Comment est née la Fabrique de la Ville ?
Romain : Les sujets récurrents dans les conseils de quartier sont les sujets du quotidien, de réglage de petits problèmes qui s’y passent… Nous voulions prendre de la hauteur car on sentait que des évolutions du quartier nous échappaient. Le premier déclencheur ce sont les projets annoncés par la Mairie de Lyon ou la Métropole sur des lieux bien précis du quartier. Ils ont été annoncés sans concertation. Étant au Conseil de quartier, nous pensions naïvement que nous serions les premiers à être concertés… Le deuxième déclencheur c’est que, depuis 2012, on est en période de révision du PLU-H. Des réunions publiques étaient organisées par la Métropole, sous le nom de « réunions de concertation ». On est allé à une ou deux de ces réunions, ce n’était pas de la concertation, juste des réunions d’information.

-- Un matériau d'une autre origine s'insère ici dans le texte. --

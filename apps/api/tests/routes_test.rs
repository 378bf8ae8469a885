//! Integration tests for the HTTP surface
//!
//! Requests go through the assembled router with `oneshot`; Spotify is a
//! wiremock server.

mod common;

use std::time::Duration;

use axum::http::{header, StatusCode};
use common::*;
use podqueue_api::models::ScanStage;
use podqueue_api::repositories::ScanStateStore;
use podqueue_test_utils::{EpisodeFixture, ShowFixture};
use serde_json::json;
use tower::ServiceExt;

#[tokio::test]
async fn test_missing_session_asks_for_reauthentication() {
    let app = TestApp::start().await;

    let response = app
        .router()
        .oneshot(request("GET", "/scan/status", None, None))
        .await
        .unwrap();

    assert_eq!(response.status(), StatusCode::UNAUTHORIZED);
    let body = body_json(response).await;
    assert_eq!(body["code"], "UNAUTHORIZED");
    assert_eq!(body["details"]["reauthenticate_url"], "/auth/login");
}

#[tokio::test]
async fn test_invalid_session_token_rejected() {
    let app = TestApp::start().await;

    let response = app
        .router()
        .oneshot(request("GET", "/scan/state", Some("not-a-jwt"), None))
        .await
        .unwrap();

    assert_eq!(response.status(), StatusCode::UNAUTHORIZED);
    assert_eq!(body_json(response).await["code"], "INVALID_TOKEN");
}

#[tokio::test]
async fn test_status_is_idle_without_scan() {
    let app = TestApp::start().await;
    let token = app.session_token(TEST_USER);

    let response = app
        .router()
        .oneshot(request("GET", "/scan/status", Some(&token), None))
        .await
        .unwrap();

    assert_eq!(response.status(), StatusCode::OK);
    let body = body_json(response).await;
    assert_eq!(body["stage"], "idle");
    assert_eq!(body["is_done"], false);
    assert_eq!(body["is_error"], false);
}

#[tokio::test]
async fn test_scan_without_playlist_is_bad_request() {
    let app = TestApp::start().await;
    let token = app.session_token(TEST_USER);

    let response = app
        .router()
        .oneshot(request("POST", "/scan", Some(&token), None))
        .await
        .unwrap();

    assert_eq!(response.status(), StatusCode::BAD_REQUEST);
    assert_eq!(body_json(response).await["code"], "MISSING_PLAYLIST");
}

#[tokio::test]
async fn test_scan_while_running_conflicts() {
    let app = TestApp::start().await;
    app.with_target_playlist().await;
    let token = app.session_token(TEST_USER);
    let _running = app.scans().progress().begin(TEST_USER).unwrap();

    let response = app
        .router()
        .oneshot(request("POST", "/scan", Some(&token), None))
        .await
        .unwrap();

    assert_eq!(response.status(), StatusCode::CONFLICT);
    assert_eq!(body_json(response).await["code"], "SCAN_ALREADY_RUNNING");
}

#[tokio::test]
async fn test_scan_accepted_and_state_updated() {
    let app = TestApp::start().await;
    app.with_target_playlist().await;
    app.spotify
        .mock_saved_shows(vec![ShowFixture::new("s1", "History Hour")])
        .await;
    app.spotify
        .mock_show_episodes("s1", vec![EpisodeFixture::new("a", "2020-01-01", 300)])
        .await;
    app.spotify.mock_replace_items(TEST_PLAYLIST).await;
    let token = app.session_token(TEST_USER);

    let response = app
        .router()
        .oneshot(request("POST", "/scan", Some(&token), None))
        .await
        .unwrap();
    assert_eq!(response.status(), StatusCode::ACCEPTED);
    assert_eq!(body_json(response).await["status"], "started");

    app.wait_for_outcome(TEST_USER).await;

    let response = app
        .router()
        .oneshot(request("GET", "/scan/state", Some(&token), None))
        .await
        .unwrap();
    assert_eq!(response.status(), StatusCode::OK);
    let body = body_json(response).await;
    assert_eq!(body["playlist_id"], TEST_PLAYLIST);
    assert_eq!(body["band_pointer"], 5);
    assert_eq!(body["queued_count"], 1);
    assert_eq!(body["last_scan"]["total_count"], 1);
}

#[tokio::test]
async fn test_set_playlist_from_share_url() {
    let app = TestApp::start().await;
    app.spotify.mock_playlist("abc123", TEST_USER, false).await;
    let token = app.session_token(TEST_USER);

    let response = app
        .router()
        .oneshot(request(
            "PUT",
            "/playlist",
            Some(&token),
            Some(json!({ "playlist": "https://open.spotify.com/playlist/abc123?si=xyz" })),
        ))
        .await
        .unwrap();

    assert_eq!(response.status(), StatusCode::OK);
    assert_eq!(body_json(response).await["playlist_id"], "abc123");

    let state = app.store.load(TEST_USER).await.unwrap();
    assert_eq!(state.playlist_id.as_deref(), Some("abc123"));
    assert_eq!(state.band_pointer, None);
}

#[tokio::test]
async fn test_set_playlist_rejects_garbage() {
    let app = TestApp::start().await;
    let token = app.session_token(TEST_USER);

    let response = app
        .router()
        .oneshot(request(
            "PUT",
            "/playlist",
            Some(&token),
            Some(json!({ "playlist": "my favourite episodes" })),
        ))
        .await
        .unwrap();

    assert_eq!(response.status(), StatusCode::BAD_REQUEST);
    assert_eq!(body_json(response).await["code"], "INVALID_PLAYLIST_REFERENCE");
}

#[tokio::test]
async fn test_set_playlist_rejects_foreign_and_missing() {
    let app = TestApp::start().await;
    app.spotify.mock_playlist("theirs", "bob", false).await;
    app.spotify.mock_playlist_not_found("gone").await;
    let token = app.session_token(TEST_USER);

    for reference in ["spotify:playlist:theirs", "gone"] {
        let response = app
            .router()
            .oneshot(request(
                "PUT",
                "/playlist",
                Some(&token),
                Some(json!({ "playlist": reference })),
            ))
            .await
            .unwrap();

        assert_eq!(response.status(), StatusCode::BAD_REQUEST, "{}", reference);
        assert_eq!(body_json(response).await["code"], "INVALID_PLAYLIST_REFERENCE");
    }

    assert_eq!(app.store.load(TEST_USER).await.unwrap().playlist_id, None);
}

#[tokio::test]
async fn test_collaborative_playlist_accepted() {
    let app = TestApp::start().await;
    app.spotify.mock_playlist("shared", "bob", true).await;
    let token = app.session_token(TEST_USER);

    let response = app
        .router()
        .oneshot(request(
            "PUT",
            "/playlist",
            Some(&token),
            Some(json!({ "playlist": "shared" })),
        ))
        .await
        .unwrap();

    assert_eq!(response.status(), StatusCode::OK);
}

#[tokio::test]
async fn test_set_playlist_while_running_conflicts() {
    let app = TestApp::start().await;
    let token = app.session_token(TEST_USER);
    let _running = app.scans().progress().begin(TEST_USER).unwrap();

    let response = app
        .router()
        .oneshot(request(
            "PUT",
            "/playlist",
            Some(&token),
            Some(json!({ "playlist": "abc123" })),
        ))
        .await
        .unwrap();

    assert_eq!(response.status(), StatusCode::CONFLICT);
}

#[tokio::test]
async fn test_scan_cannot_start_while_playlist_changes() {
    let app = TestApp::start().await;
    app.with_target_playlist().await;
    app.spotify
        .mock_slow_playlist("abc123", TEST_USER, Duration::from_millis(500))
        .await;
    let token = app.session_token(TEST_USER);

    let setup = tokio::spawn(app.router().oneshot(request(
        "PUT",
        "/playlist",
        Some(&token),
        Some(json!({ "playlist": "abc123" })),
    )));
    tokio::time::sleep(Duration::from_millis(100)).await;

    let response = app
        .router()
        .oneshot(request("POST", "/scan", Some(&token), None))
        .await
        .unwrap();
    assert_eq!(response.status(), StatusCode::CONFLICT);

    let response = setup.await.unwrap().unwrap();
    assert_eq!(response.status(), StatusCode::OK);
    assert_eq!(app.scans().progress().poll(TEST_USER), ScanStage::Idle);
}

#[tokio::test]
async fn test_rejected_playlist_change_releases_scan_slot() {
    let app = TestApp::start().await;
    let token = app.session_token(TEST_USER);

    let response = app
        .router()
        .oneshot(request(
            "PUT",
            "/playlist",
            Some(&token),
            Some(json!({ "playlist": "not a playlist" })),
        ))
        .await
        .unwrap();
    assert_eq!(response.status(), StatusCode::BAD_REQUEST);

    assert_eq!(app.scans().progress().poll(TEST_USER), ScanStage::Idle);
    assert!(app.scans().progress().begin(TEST_USER).is_ok());
}

#[tokio::test]
async fn test_create_playlist_starts_scan() {
    let app = TestApp::start().await;
    app.spotify.mock_create_playlist(TEST_USER, "fresh1").await;
    app.spotify.mock_saved_shows(vec![]).await;
    app.spotify.mock_replace_items("fresh1").await;
    let token = app.session_token(TEST_USER);

    let response = app
        .router()
        .oneshot(request("POST", "/playlist", Some(&token), None))
        .await
        .unwrap();

    assert_eq!(response.status(), StatusCode::ACCEPTED);
    let body = body_json(response).await;
    assert_eq!(body["playlist_id"], "fresh1");

    app.wait_for_outcome(TEST_USER).await;
    let state = app.store.load(TEST_USER).await.unwrap();
    assert_eq!(state.playlist_id.as_deref(), Some("fresh1"));
    assert!(state.last_scan.is_some());
}

#[tokio::test]
async fn test_login_redirects_to_consent_screen() {
    let app = TestApp::start().await;

    let response = app
        .router()
        .oneshot(request("GET", "/auth/login", None, None))
        .await
        .unwrap();

    assert_eq!(response.status(), StatusCode::TEMPORARY_REDIRECT);
    let location = response.headers()[header::LOCATION].to_str().unwrap();
    assert!(location.starts_with(&format!("{}/authorize?", app.spotify.url())));
    assert!(location.contains("client_id=test-client-id"));
    assert!(location.contains("response_type=code"));
    assert!(location.contains("state="));
}

#[tokio::test]
async fn test_callback_opens_session() {
    let app = TestApp::start().await;
    app.spotify.mock_token_exchange("fresh-token").await;
    app.spotify.mock_current_user(TEST_USER).await;
    let state = app.state.sessions.issue_state().unwrap();

    let response = app
        .router()
        .oneshot(request(
            "GET",
            &format!("/auth/callback?code=auth-code&state={}", state),
            None,
            None,
        ))
        .await
        .unwrap();

    assert_eq!(response.status(), StatusCode::OK);
    let cookie = response.headers()[header::SET_COOKIE]
        .to_str()
        .unwrap()
        .to_string();
    assert!(cookie.starts_with("podqueue_session="));
    assert!(cookie.contains("HttpOnly"));

    let body = body_json(response).await;
    assert_eq!(body["user_id"], TEST_USER);
    assert_eq!(body["expires_in"], 3600);

    let claims = app
        .state
        .sessions
        .verify_session(body["token"].as_str().unwrap())
        .unwrap();
    assert_eq!(claims.sub, TEST_USER);
    assert_eq!(claims.spotify_token, "fresh-token");
}

#[tokio::test]
async fn test_callback_rejects_bad_state_and_denial() {
    let app = TestApp::start().await;

    for uri in [
        "/auth/callback?code=auth-code&state=forged",
        "/auth/callback?code=auth-code",
        "/auth/callback?error=access_denied",
    ] {
        let response = app
            .router()
            .oneshot(request("GET", uri, None, None))
            .await
            .unwrap();
        assert_eq!(response.status(), StatusCode::BAD_REQUEST, "{}", uri);
    }
}

#[tokio::test]
async fn test_callback_with_rejected_code() {
    let app = TestApp::start().await;
    app.spotify.mock_token_exchange_failure().await;
    let state = app.state.sessions.issue_state().unwrap();

    let response = app
        .router()
        .oneshot(request(
            "GET",
            &format!("/auth/callback?code=stale&state={}", state),
            None,
            None,
        ))
        .await
        .unwrap();

    assert_eq!(response.status(), StatusCode::BAD_REQUEST);
    assert_eq!(body_json(response).await["code"], "VALIDATION_ERROR");
}

#[tokio::test]
async fn test_logout_expires_session_cookie() {
    let app = TestApp::start().await;
    let token = app.session_token(TEST_USER);

    let response = app
        .router()
        .oneshot(request("POST", "/auth/logout", Some(&token), None))
        .await
        .unwrap();

    assert_eq!(response.status(), StatusCode::NO_CONTENT);
    let cookie = response.headers()[header::SET_COOKIE].to_str().unwrap();
    assert!(cookie.starts_with("podqueue_session=;"));
    assert!(cookie.contains("Max-Age=0"));
    assert!(cookie.contains("HttpOnly"));
}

Le Plan Local d’Urbanisme et de l’Habitat (PLU-H) est l’outil juridique qui réglemente l’occupation et le droit des sols d’une agglomération. À Lyon, il est commun à toutes les communes de la Métropole. C’est un outil politique qui est défini à partir des objectifs définis des pouvoirs publics en matière de développement économique, d’habitat et d’environnement. |
Franck : L’arrivée de ces projets nous est tombée dessus par l’intermédiaire d’une plaquette réalisée en plein mois d’août 2016. On a vu des perspectives de l’école des beaux-arts (ENSBA). On a vu des perceptives d’architectes, de promoteurs… sur plus de six sites d’un coup ! On a décidé de se concerter pour comprendre comment ces choses étaient possibles et comment on pouvait y répondre.
Romain : Une dimension supplémentaire, c’est que ce sont majoritairement des projets privés sur des lieux publics. Que cela soit l’ancien collège, l’ancienne école des beaux-arts, l’ancienne église Saint-Bernard qui est la propriété de la ville.
Franck : Nous avons organisé un cycle de rencontres fin 2016, début 2017. On y a invité des personnes pour parler de ce qui s’est passé à Saint-Jean ou dans d’autres villes où existent des phénomènes identiques. On a invité des urbanistes. Ces rencontres ont suscité beaucoup d’intérêt. C’est ce qui nous a poussé à constituer un groupe.
« On est toujours mis devant le fait accompli »
Quel sont vos objectifs ?
Romain : Initialement on avait des ambitions assez modestes. Le premier objectif c’est d’informer les habitant·es de l’arrondissement qui ne sont pas au Conseil de quartier. L’autre but est de réfléchir tous ensemble, avec l’idée que chacun·e puisse se faire un avis sur les évolutions du quartier.
Franck : On a vraiment l’impression de ne pas avoir de prise sur les choses, on est toujours mis devant le fait accompli. C’est hyper frustrant, sachant que normalement il y a des dispositifs obligatoires de concertation des habitant·es. Ce sont des bâtiments publics vendus très peu cher à des intérêts privés. Dans d’autres villes, les acteurs publics négocient des contreparties importantes pour les habitants : la création d’une école, d’un espace public, etc. À Lyon, il n’y a ni contrepartie, ni information.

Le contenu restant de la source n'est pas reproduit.